** Instructions to follow **
Every entry below is to be copied exactly as written.

** Dataset records **

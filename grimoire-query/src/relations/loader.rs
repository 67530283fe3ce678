//! Batched association preloading.
//!
//! A preload walks a dot-separated relation path across an in-memory record
//! graph and fills the final relation with a single query, however many
//! owners reach it.

use std::collections::HashMap;

use tracing::{debug, trace};

use super::registry::RelationRegistry;
use super::slot::Slot;
use crate::error::{QueryError, QueryResult, translate_result};
use crate::filter::{Filter, FilterValue};
use crate::query::Query;
use crate::traits::{Entity, Model, QueryEngine};

/// Hashable form of a key value. Null never becomes a key.
#[derive(Debug, Clone, PartialEq, Eq, Hash)]
enum ReferenceKey {
    Bool(bool),
    Int(i64),
    Float(u64),
    Str(String),
    Other(String),
}

impl ReferenceKey {
    fn new(value: &FilterValue) -> Option<Self> {
        Some(match value {
            FilterValue::Null => return None,
            FilterValue::Bool(v) => Self::Bool(*v),
            FilterValue::Int(v) => Self::Int(*v),
            FilterValue::Float(v) => Self::Float(v.to_bits()),
            FilterValue::String(v) => Self::Str(v.clone()),
            FilterValue::Json(v) => Self::Other(v.to_string()),
            FilterValue::List(v) => Self::Other(format!("{:?}", v)),
        })
    }
}

struct Target<'r> {
    slot: Slot<'r>,
    filled: bool,
}

/// Loads relations of already-fetched records.
///
/// ```rust,ignore
/// let loader = RelationLoader::new(&engine);
/// loader.preload_all(&mut users, "posts.comments").await?;
/// ```
pub struct RelationLoader<'e, E: QueryEngine> {
    engine: &'e E,
    registry: &'e RelationRegistry,
}

impl<'e, E: QueryEngine> RelationLoader<'e, E> {
    /// Create a loader using the process-wide relation cache.
    pub fn new(engine: &'e E) -> Self {
        Self::with_registry(engine, RelationRegistry::global())
    }

    /// Create a loader using a specific relation cache.
    pub fn with_registry(engine: &'e E, registry: &'e RelationRegistry) -> Self {
        Self { engine, registry }
    }

    /// Get the engine.
    pub fn engine(&self) -> &E {
        self.engine
    }

    /// Preload `path` on one record.
    pub async fn preload<T: Model>(&self, record: &mut T, path: &str) -> QueryResult<()> {
        self.preload_dyn(vec![record as &mut dyn Entity], path).await
    }

    /// Preload `path` on every record of a slice.
    pub async fn preload_all<T: Model>(&self, records: &mut [T], path: &str) -> QueryResult<()> {
        let roots = records
            .iter_mut()
            .map(|r| r as &mut dyn Entity)
            .collect();
        self.preload_dyn(roots, path).await
    }

    /// Preload `path` on a list of records of one type.
    ///
    /// Mixing record types is an [`InvalidTarget`](crate::ErrorCode::InvalidTarget)
    /// error.
    pub async fn preload_dyn<'r>(
        &self,
        roots: Vec<&'r mut dyn Entity>,
        path: &str,
    ) -> QueryResult<()> {
        let segments: Vec<&str> = path.split('.').collect();
        if segments.iter().any(|s| s.is_empty()) {
            let model = roots.first().map_or("record", |r| r.schema().model);
            return Err(QueryError::invalid_path(model, path));
        }

        if let Some(first) = roots.first() {
            let schema = first.schema();
            if let Some(other) = roots.iter().find(|r| !r.schema().same_as(schema)) {
                return Err(QueryError::invalid_target(format!(
                    "cannot preload a mix of {} and {} records",
                    schema.model,
                    other.schema().model
                )));
            }
        }

        debug!(path, roots = roots.len(), "preload");

        let Some((relation, parents)) = segments.split_last() else {
            return Ok(());
        };

        let mut owners = roots;
        for segment in parents {
            owners = descend(owners, segment)?;
        }

        self.load(owners, relation).await
    }

    async fn load<'r>(&self, owners: Vec<&'r mut dyn Entity>, relation: &str) -> QueryResult<()> {
        let mut owners = owners.into_iter();
        let Some(first) = owners.next() else {
            return Ok(());
        };

        let owner_schema = first.schema();
        let (related, many) = match first.relation(relation) {
            Some(slot) => (slot.related(), slot.is_many()),
            None => return Err(QueryError::invalid_path(owner_schema.model, relation)),
        };
        let resolved = self
            .registry
            .resolve(owner_schema, related, relation, many)?;

        let mut targets: Vec<Target<'r>> = Vec::new();
        let mut index: HashMap<ReferenceKey, Vec<usize>> = HashMap::new();
        let mut keys: Vec<FilterValue> = Vec::new();

        for owner in std::iter::once(first).chain(owners) {
            let model = owner.schema().model;
            let reference = owner.field(&resolved.reference).ok_or_else(|| {
                QueryError::schema_mismatch(model, &resolved.reference, "reference field not readable")
            })?;

            let mut slot = owner
                .relation(relation)
                .ok_or_else(|| QueryError::invalid_path(model, relation))?;
            slot.reset();

            let Some(key) = ReferenceKey::new(&reference) else {
                continue;
            };

            let position = targets.len();
            targets.push(Target {
                slot,
                filled: false,
            });

            let entry = index.entry(key).or_default();
            if entry.is_empty() {
                keys.push(reference);
            }
            entry.push(position);
        }

        if keys.is_empty() {
            trace!(relation, "no keys to preload");
            return Ok(());
        }

        trace!(
            relation,
            table = resolved.related_table,
            keys = keys.len(),
            targets = targets.len(),
            "batch fetch"
        );

        let query = Query::new(resolved.related_table)
            .r#where(Filter::In(resolved.column.clone(), keys));
        let rows = translate_result(self.engine.all(query).await, None)?;

        for row in &rows {
            let decoded = targets[0].slot.decode(row, &resolved.foreign_key)?;
            let Some(positions) = ReferenceKey::new(&decoded.key).and_then(|k| index.get(&k)) else {
                continue;
            };

            for &position in positions {
                let target = &mut targets[position];
                if target.slot.is_many() {
                    target.slot.fill(decoded.record.as_ref())?;
                } else if !target.filled {
                    target.slot.fill(decoded.record.as_ref())?;
                    target.filled = true;
                }
            }
        }

        crate::grimoire_debug!(relation, rows = rows.len(), "preloaded");
        Ok(())
    }
}

/// Step from owners to the records held in their `segment` relation.
fn descend<'r>(owners: Vec<&'r mut dyn Entity>, segment: &str) -> QueryResult<Vec<&'r mut dyn Entity>> {
    let mut next = Vec::with_capacity(owners.len());
    for owner in owners {
        let model = owner.schema().model;
        let slot = owner
            .relation(segment)
            .ok_or_else(|| QueryError::invalid_path(model, segment))?;
        next.extend(slot.into_entities());
    }
    Ok(next)
}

** Task output **
filename grimoire-query/src/relations/loader.rs
repository 67530283fe3ce678
//! Batched association preloading.
//!
//! A preload walks a dot-separated relation path across an in-memory record
//! graph and fills the final relation with a single query, however many
//! owners reach it.

use std::collections::HashMap;

use tracing::{debug, trace};

use super::registry::RelationRegistry;
use super::slot::Slot;
use crate::error::{QueryError, QueryResult, translate_result};
use crate::filter::{Filter, FilterValue};
use crate::query::Query;
use crate::traits::{Entity, Model, QueryEngine};

/// Hashable form of a key value. Null never becomes a key.
#[derive(Debug, Clone, PartialEq, Eq, Hash)]
enum ReferenceKey {
    Bool(bool),
    Int(i64),
    Float(u64),
    Str(String),
    Other(String),
}

impl ReferenceKey {
    fn new(value: &FilterValue) -> Option<Self> {
        Some(match value {
            FilterValue::Null => return None,
            FilterValue::Bool(v) => Self::Bool(*v),
            FilterValue::Int(v) => Self::Int(*v),
            FilterValue::Float(v) => Self::Float(v.to_bits()),
            FilterValue::String(v) => Self::Str(v.clone()),
            FilterValue::Json(v) => Self::Other(v.to_string()),
            FilterValue::List(v) => Self::Other(format!("{:?}", v)),
        })
    }
}

struct Target<'r> {
    slot: Slot<'r>,
    filled: bool,
}

/// Loads relations of already-fetched records.
///
/// ```rust,ignore
/// let loader = RelationLoader::new(&engine);
/// loader.preload_all(&mut users, "posts.comments").await?;
/// ```
pub struct RelationLoader<'e, E: QueryEngine> {
    engine: &'e E,
    registry: &'e RelationRegistry,
}

impl<'e, E: QueryEngine> RelationLoader<'e, E> {
    /// Create a loader using the process-wide relation cache.
    pub fn new(engine: &'e E) -> Self {
        Self::with_registry(engine, RelationRegistry::global())
    }

    /// Create a loader using a specific relation cache.
    pub fn with_registry(engine: &'e E, registry: &'e RelationRegistry) -> Self {
        Self { engine, registry }
    }

    /// Get the engine.
    pub fn engine(&self) -> &E {
        self.engine
    }

    /// Preload `path` on one record.
    pub async fn preload<T: Model>(&self, record: &mut T, path: &str) -> QueryResult<()> {
        self.preload_dyn(vec![record as &mut dyn Entity], path).await
    }

    /// Preload `path` on every record of a slice.
    pub async fn preload_all<T: Model>(&self, records: &mut [T], path: &str) -> QueryResult<()> {
        let roots = records
            .iter_mut()
            .map(|r| r as &mut dyn Entity)
            .collect();
        self.preload_dyn(roots, path).await
    }

    /// Preload `path` on a list of records of one type.
    ///
    /// Mixing record types is an [`InvalidTarget`](crate::ErrorCode::InvalidTarget)
    /// error.
    pub async fn preload_dyn<'r>(
        &self,
        roots: Vec<&'r mut dyn Entity>,
        path: &str,
    ) -> QueryResult<()> {
        let segments: Vec<&str> = path.split('.').collect();
        if segments.iter().any(|s| s.is_empty()) {
            let model = roots.first().map_or("record", |r| r.schema().model);
            return Err(QueryError::invalid_path(model, path));
        }

        if let Some(first) = roots.first() {
            let schema = first.schema();
            if let Some(other) = roots.iter().find(|r| !r.schema().same_as(schema)) {
                return Err(QueryError::invalid_target(format!(
                    "cannot preload a mix of {} and {} records",
                    schema.model,
                    other.schema().model
                )));
            }
        }

        debug!(path, roots = roots.len(), "preload");

        let Some((relation, parents)) = segments.split_last() else {
            return Ok(());
        };

        let mut owners = roots;
        for segment in parents {
            owners = descend(owners, segment)?;
        }

        self.load(owners, relation).await
    }

    async fn load<'r>(&self, owners: Vec<&'r mut dyn Entity>, relation: &str) -> QueryResult<()> {
        let mut owners = owners.into_iter();
        let Some(first) = owners.next() else {
            return Ok(());
        };

        let owner_schema = first.schema();
        let (related, many) = match first.relation(relation) {
            Some(slot) => (slot.related(), slot.is_many()),
            None => return Err(QueryError::invalid_path(owner_schema.model, relation)),
        };
        let resolved = self
            .registry
            .resolve(owner_schema, related, relation, many)?;

        let mut targets: Vec<Target<'r>> = Vec::new();
        let mut index: HashMap<ReferenceKey, Vec<usize>> = HashMap::new();
        let mut keys: Vec<FilterValue> = Vec::new();

        for owner in std::iter::once(first).chain(owners) {
            let model = owner.schema().model;
            let reference = owner.field(&resolved.reference).ok_or_else(|| {
                QueryError::schema_mismatch(model, &resolved.reference, "reference field not readable")
            })?;

            let mut slot = owner
                .relation(relation)
                .ok_or_else(|| QueryError::invalid_path(model, relation))?;
            slot.reset();

            let Some(key) = ReferenceKey::new(&reference) else {
                continue;
            };

            let position = targets.len();
            targets.push(Target {
                slot,
                filled: false,
            });

            let entry = index.entry(key).or_default();
            if entry.is_empty() {
                keys.push(reference);
            }
            entry.push(position);
        }

        if keys.is_empty() {
            trace!(relation, "no keys to preload");
            return Ok(());
        }

        trace!(
            relation,
            table = resolved.related_table,
            keys = keys.len(),
            targets = targets.len(),
            "batch fetch"
        );

        let query = Query::new(resolved.related_table)
            .r#where(Filter::In(resolved.column.clone(), keys));
        let rows = translate_result(self.engine.all(query).await, None)?;

        for row in &rows {
            let decoded = targets[0].slot.decode(row, &resolved.foreign_key)?;
            let Some(positions) = ReferenceKey::new(&decoded.key).and_then(|k| index.get(&k)) else {
                continue;
            };

            for &position in positions {
                let target = &mut targets[position];
                if target.slot.is_many() {
                    target.slot.fill(decoded.record.as_ref())?;
                } else if !target.filled {
                    target.slot.fill(decoded.record.as_ref())?;
                    target.filled = true;
                }
            }
        }

        crate::grimoire_debug!(relation, rows = rows.len(), "preloaded");
        Ok(())
    }
}

/// Step from owners to the records held in their `segment` relation.
fn descend<'r>(owners: Vec<&'r mut dyn Entity>, segment: &str) -> QueryResult<Vec<&'r mut dyn Entity>> {
    let mut next = Vec::with_capacity(owners.len());
    for owner in owners {
        let model = owner.schema().model;
        let slot = owner
            .relation(segment)
            .ok_or_else(|| QueryError::invalid_path(model, segment))?;
        next.extend(slot.into_entities());
    }
    Ok(next)
}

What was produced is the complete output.